# [Activity]
Could you return all of the records exactly as they stand?

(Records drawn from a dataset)
========

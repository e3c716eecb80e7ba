//! Fatal error taxonomy.
//!
//! Only malformed input aborts a generation run: a cohort window that
//! cannot produce a grid, or two constraints claiming the same cohort.
//! Capacity exhaustion never lands here — unplaceable requests and
//! unresolved conflicts ride in the run outcome as diagnostics for an
//! operator to act on.

use thiserror::Error;

/// Errors that abort a generation run before allocation.
#[derive(Debug, Error, Clone, PartialEq, Eq)]
pub enum ScheduleError {
    /// A cohort constraint cannot produce a valid grid.
    #[error("Invalid constraint for cohort '{cohort_id}': {field}: {reason}")]
    InvalidConstraint {
        /// Cohort whose constraint is malformed.
        cohort_id: String,
        /// Offending field (e.g., "daily_window", "break_windows[2]").
        field: String,
        /// What is wrong with it.
        reason: String,
    },

    /// Two constraints were supplied for the same cohort.
    #[error("Duplicate constraint for cohort '{cohort_id}'")]
    DuplicateCohort {
        /// Cohort claimed twice.
        cohort_id: String,
    },
}

impl ScheduleError {
    /// Convenience constructor for constraint violations.
    pub fn invalid_constraint(
        cohort_id: impl Into<String>,
        field: impl Into<String>,
        reason: impl Into<String>,
    ) -> Self {
        Self::InvalidConstraint {
            cohort_id: cohort_id.into(),
            field: field.into(),
            reason: reason.into(),
        }
    }
}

========

# [Task response]
repository e3c716eecb80e7ba
//! Fatal error taxonomy.
//!
//! Only malformed input aborts a generation run: a cohort window that
//! cannot produce a grid, or two constraints claiming the same cohort.
//! Capacity exhaustion never lands here — unplaceable requests and
//! unresolved conflicts ride in the run outcome as diagnostics for an
//! operator to act on.

use thiserror::Error;

/// Errors that abort a generation run before allocation.
#[derive(Debug, Error, Clone, PartialEq, Eq)]
pub enum ScheduleError {
    /// A cohort constraint cannot produce a valid grid.
    #[error("Invalid constraint for cohort '{cohort_id}': {field}: {reason}")]
    InvalidConstraint {
        /// Cohort whose constraint is malformed.
        cohort_id: String,
        /// Offending field (e.g., "daily_window", "break_windows[2]").
        field: String,
        /// What is wrong with it.
        reason: String,
    },

    /// Two constraints were supplied for the same cohort.
    #[error("Duplicate constraint for cohort '{cohort_id}'")]
    DuplicateCohort {
        /// Cohort claimed twice.
        cohort_id: String,
    },
}

impl ScheduleError {
    /// Convenience constructor for constraint violations.
    pub fn invalid_constraint(
        cohort_id: impl Into<String>,
        field: impl Into<String>,
        reason: impl Into<String>,
    ) -> Self {
        Self::InvalidConstraint {
            cohort_id: cohort_id.into(),
            field: field.into(),
            reason: reason.into(),
        }
    }
}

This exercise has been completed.